Dembele experienced something of a slump in form in November and December. He only scored two goals from open play in 14 appearances during that time. But the winter break and warm weather training stint in Dubai certainly seem to have been to his liking. He has scored 13 times in eight games since.

That hot streak led to him being named Ladbrokes Premiership Player of the Month from February earlier this week. “The break was good for me and for all the team,” he said. “We came back strongly. The time off was good for us.”

Dembele and his Celtic team mates, undefeated in their 34 domestic appearances to date, will go into the Rangers match tomorrow brimming with confidence. He will feed off the success which he has enjoyed against his side’s city rivals, in the first game in particular.

The jury was, despite the important goals he had scored in Champions League qualifiers against Astana and Hapoel Be’er Sheva, still out on the forward before that match back in September. But he wrote his name in the history books with a hat-trick in a resounding 5-1 victory.

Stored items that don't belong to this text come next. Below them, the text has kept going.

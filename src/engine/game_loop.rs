/// Game loop timing and control system
///
/// Turns variable frame durations into a whole number of fixed simulation
/// ticks, so combat timers (stun, cooldowns, power-ups) always advance in
/// identical steps regardless of frame rate.
use std::time::Duration;

/// Target simulation rate (60 ticks per second)
pub const FIXED_TIMESTEP: f32 = 1.0 / 60.0;
const FIXED_TIMESTEP_DURATION: Duration = Duration::from_micros(16_667); // ~1/60 second

/// Maximum number of ticks per frame to prevent spiral of death
pub const MAX_TICKS_PER_FRAME: u32 = 5;

/// Game loop timing state
pub struct GameLoop {
    /// Accumulated time not yet consumed by fixed ticks
    accumulator: Duration,

    /// Whether the game is paused
    paused: bool,

    /// Current frame number
    frame_count: u64,

    /// Total ticks handed out
    tick_count: u64,
}

impl GameLoop {
    pub fn new() -> Self {
        Self {
            accumulator: Duration::ZERO,
            paused: false,
            frame_count: 0,
            tick_count: 0,
        }
    }

    /// Feed an explicit frame duration, returns the number of fixed ticks
    /// to run
    pub fn advance(&mut self, frame_time: Duration) -> u32 {
        self.frame_count += 1;

        // Time spent paused is dropped, not banked
        if self.paused {
            return 0;
        }

        self.accumulator += frame_time;

        let mut ticks = 0;
        while self.accumulator >= FIXED_TIMESTEP_DURATION && ticks < MAX_TICKS_PER_FRAME {
            self.accumulator -= FIXED_TIMESTEP_DURATION;
            ticks += 1;
        }

        // Anything beyond the cap is discarded so a long stall can't turn
        // into a burst of catch-up ticks on the next frame
        if ticks == MAX_TICKS_PER_FRAME && self.accumulator >= FIXED_TIMESTEP_DURATION {
            log::debug!(
                "Frame overran by {:?}, dropping backlog",
                self.accumulator
            );
            self.accumulator = Duration::ZERO;
        }

        self.tick_count += ticks as u64;
        ticks
    }

    pub fn frame_count(&self) -> u64 {
        self.frame_count
    }

    pub fn tick_count(&self) -> u64 {
        self.tick_count
    }

    /// Simulated seconds covered by the ticks handed out so far
    pub fn simulated_secs(&self) -> f32 {
        self.tick_count as f32 * FIXED_TIMESTEP
    }

    pub fn is_paused(&self) -> bool {
        self.paused
    }

    /// Pause the game
    pub fn pause(&mut self) {
        if !self.paused {
            self.paused = true;
            log::info!("Game paused");
        }
    }

    /// Resume the game
    pub fn resume(&mut self) {
        if self.paused {
            self.paused = false;
            // Reset accumulator to prevent update burst
            self.accumulator = Duration::ZERO;
            log::info!("Game resumed");
        }
    }
}

impl Default for GameLoop {
    fn default() -> Self {
        Self::new()
    }
}

#[cfg(test)]
mod tests {
    use super::*;

    #[test]
    fn test_game_loop_creation() {
        let game_loop = GameLoop::new();
        assert_eq!(game_loop.frame_count(), 0);
        assert_eq!(game_loop.tick_count(), 0);
        assert!(!game_loop.is_paused());
    }

    #[test]
    fn test_fixed_timestep() {
        assert!((FIXED_TIMESTEP - FIXED_TIMESTEP_DURATION.as_secs_f32()).abs() < 0.0001);
    }

    #[test]
    fn test_one_tick_per_timestep() {
        let mut game_loop = GameLoop::new();
        assert_eq!(game_loop.advance(FIXED_TIMESTEP_DURATION), 1);
        assert_eq!(game_loop.advance(FIXED_TIMESTEP_DURATION * 2), 2);
        assert_eq!(game_loop.tick_count(), 3);
        assert_eq!(game_loop.frame_count(), 2);
    }

    #[test]
    fn test_short_frames_accumulate() {
        let mut game_loop = GameLoop::new();
        let half = FIXED_TIMESTEP_DURATION / 2;
        assert_eq!(game_loop.advance(half), 0);
        assert_eq!(game_loop.advance(half), 1);
    }

    #[test]
    fn test_max_ticks_limit() {
        let mut game_loop = GameLoop::new();

        // A 300ms stall would allow 18 ticks
        let ticks = game_loop.advance(Duration::from_millis(300));
        assert_eq!(ticks, MAX_TICKS_PER_FRAME);

        // The backlog is not replayed on the next frame
        assert_eq!(game_loop.advance(Duration::ZERO), 0);
    }

    #[test]
    fn test_paused_no_ticks() {
        let mut game_loop = GameLoop::new();
        game_loop.pause();

        assert_eq!(game_loop.advance(Duration::from_millis(50)), 0);
        assert_eq!(game_loop.tick_count(), 0);
    }

    #[test]
    fn test_resume_drops_partial_tick() {
        let mut game_loop = GameLoop::new();
        game_loop.advance(FIXED_TIMESTEP_DURATION / 2);
        game_loop.pause();
        assert!(game_loop.is_paused());
        game_loop.resume();
        assert!(!game_loop.is_paused());

        assert_eq!(game_loop.advance(FIXED_TIMESTEP_DURATION / 2), 0);
    }
}
// Game modules: combatants, power-ups, contact routing and the simulation

pub mod characters;
pub mod config;
pub mod contact;
pub mod entity;
pub mod error;
pub mod ids;
pub mod powerup;
pub mod simulation;

pub use config::{CombatConfig, DEFAULT_CONFIG};
pub use contact::Contact;
pub use error::ConfigError;
pub use ids::{PowerUpId, ZombieId};
pub use powerup::{PowerUp, PowerUpKind, PowerUpState, StatDelta};
pub use simulation::{Simulation, SimulationStatus, TickReport};
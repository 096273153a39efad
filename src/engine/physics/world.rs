use rapier2d::prelude::*;
use std::collections::HashMap;

use super::collision::{CollisionEvent as GameCollisionEvent, CollisionEventQueue, FixtureKind};

/// Handle to identify rigid bodies
pub type RigidBodyHandle = rapier2d::prelude::RigidBodyHandle;

/// Handle to identify colliders
pub type ColliderHandle = rapier2d::prelude::ColliderHandle;

/// What a collider belongs to: its category plus the raw id of the owning
/// game entity
#[derive(Debug, Clone, Copy, PartialEq, Eq, Hash)]
pub struct FixtureTag {
    pub kind: FixtureKind,
    pub owner: u64,
}

impl FixtureTag {
    pub fn new(kind: FixtureKind, owner: u64) -> Self {
        Self { kind, owner }
    }
}

/// Top-down physics world. Owns every body and collider, steps rapier,
/// and keeps the contact events and fixture tags the game layer reads.
pub struct PhysicsWorld {
    gravity: Vector<Real>,
    integration_parameters: IntegrationParameters,

    // Rapier pipeline state
    physics_pipeline: PhysicsPipeline,
    island_manager: IslandManager,
    broad_phase: DefaultBroadPhase,
    narrow_phase: NarrowPhase,
    impulse_joint_set: ImpulseJointSet,
    multibody_joint_set: MultibodyJointSet,
    ccd_solver: CCDSolver,
    query_pipeline: QueryPipeline,

    rigid_body_set: RigidBodySet,
    collider_set: ColliderSet,

    /// Contact events raised by the last steps, waiting to be drained
    collision_event_queue: CollisionEventQueue,

    /// Fixture tags by collider, used to route contacts to entities
    fixture_tags: HashMap<ColliderHandle, FixtureTag>,
}

impl PhysicsWorld {
    /// Create a new top-down physics world (no gravity)
    pub fn new() -> Self {
        Self::with_gravity(vector![0.0, 0.0])
    }

    /// Create a new physics world with custom gravity
    pub fn with_gravity(gravity: Vector<Real>) -> Self {
        let integration_parameters = IntegrationParameters {
            dt: 1.0 / 60.0,
            ..IntegrationParameters::default()
        };

        Self {
            gravity,
            integration_parameters,
            physics_pipeline: PhysicsPipeline::new(),
            island_manager: IslandManager::new(),
            broad_phase: DefaultBroadPhase::new(),
            narrow_phase: NarrowPhase::new(),
            impulse_joint_set: ImpulseJointSet::new(),
            multibody_joint_set: MultibodyJointSet::new(),
            ccd_solver: CCDSolver::new(),
            query_pipeline: QueryPipeline::new(),
            rigid_body_set: RigidBodySet::new(),
            collider_set: ColliderSet::new(),
            collision_event_queue: CollisionEventQueue::new(),
            fixture_tags: HashMap::new(),
        }
    }

    /// Step the physics simulation forward by one timestep
    ///
    /// Contact events raised during the step are queued, not cleared, until
    /// [`PhysicsWorld::drain_collision_events`] is called.
    pub fn step(&mut self) {
        let event_handler = &self.collision_event_queue;

        self.physics_pipeline.step(
            &self.gravity,
            &self.integration_parameters,
            &mut self.island_manager,
            &mut self.broad_phase,
            &mut self.narrow_phase,
            &mut self.rigid_body_set,
            &mut self.collider_set,
            &mut self.impulse_joint_set,
            &mut self.multibody_joint_set,
            &mut self.ccd_solver,
            Some(&mut self.query_pipeline),
            &(),
            event_handler,
        );
    }

    /// Add a rigid body to the physics world
    pub fn add_rigid_body(&mut self, body: RigidBody) -> RigidBodyHandle {
        self.rigid_body_set.insert(body)
    }

    /// Add a collider attached to a rigid body
    pub fn add_collider(
        &mut self,
        collider: Collider,
        parent_handle: RigidBodyHandle,
    ) -> ColliderHandle {
        self.collider_set
            .insert_with_parent(collider, parent_handle, &mut self.rigid_body_set)
    }

    /// Add a collider and tag it in one go
    pub fn add_tagged_collider(
        &mut self,
        collider: Collider,
        parent_handle: RigidBodyHandle,
        tag: FixtureTag,
    ) -> ColliderHandle {
        let handle = self.add_collider(collider, parent_handle);
        self.set_fixture_tag(handle, tag);
        handle
    }

    /// Remove a rigid body and all its attached colliders
    ///
    /// Returns false if the body was already gone.
    pub fn remove_rigid_body(&mut self, handle: RigidBodyHandle) -> bool {
        let attached: Vec<ColliderHandle> = self
            .rigid_body_set
            .get(handle)
            .map(|body| body.colliders().to_vec())
            .unwrap_or_default();

        let removed = self.rigid_body_set.remove(
            handle,
            &mut self.island_manager,
            &mut self.collider_set,
            &mut self.impulse_joint_set,
            &mut self.multibody_joint_set,
            true, // remove attached colliders
        );

        for collider in attached {
            self.fixture_tags.remove(&collider);
        }

        removed.is_some()
    }

    /// Get a reference to a rigid body
    pub fn get_rigid_body(&self, handle: RigidBodyHandle) -> Option<&RigidBody> {
        self.rigid_body_set.get(handle)
    }

    /// Get a mutable reference to a rigid body
    pub fn get_rigid_body_mut(&mut self, handle: RigidBodyHandle) -> Option<&mut RigidBody> {
        self.rigid_body_set.get_mut(handle)
    }

    /// Get a reference to a collider
    pub fn get_collider(&self, handle: ColliderHandle) -> Option<&Collider> {
        self.collider_set.get(handle)
    }

    /// Number of live rigid bodies
    pub fn body_count(&self) -> usize {
        self.rigid_body_set.len()
    }

    /// Tag a collider so contacts on it can be routed
    pub fn set_fixture_tag(&mut self, collider: ColliderHandle, tag: FixtureTag) {
        self.fixture_tags.insert(collider, tag);
    }

    /// Get the tag of a collider, if it is still in the world
    pub fn fixture_tag(&self, collider: ColliderHandle) -> Option<FixtureTag> {
        self.fixture_tags.get(&collider).copied()
    }

    /// Take all collision events raised since the last drain
    pub fn drain_collision_events(&mut self) -> Vec<GameCollisionEvent> {
        self.collision_event_queue.drain()
    }

    /// Set the timestep for physics simulation
    pub fn set_timestep(&mut self, dt: Real) {
        self.integration_parameters.dt = dt;
    }

    /// Get the current timestep
    pub fn timestep(&self) -> Real {
        self.integration_parameters.dt
    }
}

impl Default for PhysicsWorld {
    fn default() -> Self {
        Self::new()
    }
}

#[cfg(test)]
mod tests {
    use super::super::body::presets;
    use super::*;

    #[test]
    fn test_remove_body_drops_tags() {
        let mut world = PhysicsWorld::new();
        let body = world.add_rigid_body(presets::zombie_body(0.0, 0.0, 5.0));
        let collider = world.add_tagged_collider(
            presets::zombie_collider(0.5, 10.0),
            body,
            FixtureTag::new(FixtureKind::Zombie, 3),
        );

        assert_eq!(
            world.fixture_tag(collider),
            Some(FixtureTag::new(FixtureKind::Zombie, 3))
        );
        assert!(world.remove_rigid_body(body));
        assert_eq!(world.fixture_tag(collider), None);
        assert!(world.get_rigid_body(body).is_none());
    }

    #[test]
    fn test_remove_body_twice() {
        let mut world = PhysicsWorld::new();
        let body = world.add_rigid_body(presets::zombie_body(0.0, 0.0, 5.0));

        assert!(world.remove_rigid_body(body));
        assert!(!world.remove_rigid_body(body));
        assert_eq!(world.body_count(), 0);
    }

    #[test]
    fn test_overlapping_bodies_raise_started() {
        let mut world = PhysicsWorld::new();
        let zombie = world.add_rigid_body(presets::zombie_body(0.0, 0.0, 5.0));
        let zombie_collider = world.add_collider(presets::zombie_collider(0.5, 10.0), zombie);
        let player = world.add_rigid_body(presets::player_body(0.6, 0.0, 5.0));
        let player_collider = world.add_collider(presets::player_collider(0.5, 1.0), player);

        world.step();

        let events = world.drain_collision_events();
        assert!(events.iter().any(|e| {
            let (a, b) = e.colliders();
            e.is_started()
                && ((a, b) == (zombie_collider, player_collider)
                    || (a, b) == (player_collider, zombie_collider))
        }));
        assert!(world.drain_collision_events().is_empty());
    }

    #[test]
    fn test_no_gravity() {
        let mut world = PhysicsWorld::new();
        let body = world.add_rigid_body(presets::player_body(0.0, 0.0, 0.0));
        world.add_collider(presets::player_collider(0.5, 1.0), body);

        for _ in 0..10 {
            world.step();
        }

        let pos = world.get_rigid_body(body).unwrap().translation();
        assert_eq!(pos.y, 0.0);
    }
}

“I have had some good performances this season so I can’t really look and say which one was the best,” he said. “But that was the day when my Celtic really took off. It all started from that day, so I will always remember it.”

Graeme Murty, the Rangers interim manager who will take charge of the Ibrox club for the last time tomorrow afternoon before Pedro Caixinha takes over, will no doubt urge his defenders to pay particularly close attention to Dembele.

However, the striker isn’t the only man in Brendan Rodgers’s side who has an eye for goal. Far from it. Leigh Griffiths is fit once again and scored his 14th goal of the season last weekend and Scott Sinclair also notched his 18th strike in the last eight win.

“We have goals in every part of the team,” said Dembele. “If they try to stop me there are other players who can score goals. I am glad for Griff that he has come back and scored last weekend. It is good for any striker to score on their comeback.

“I have always been on my toes, even when he was injured. It is not about a competition between me and Griff. It is a competition between me and myself.”

That is one contest that, like most of the games Moussa Dembele has played for Celtic this season, he is winning.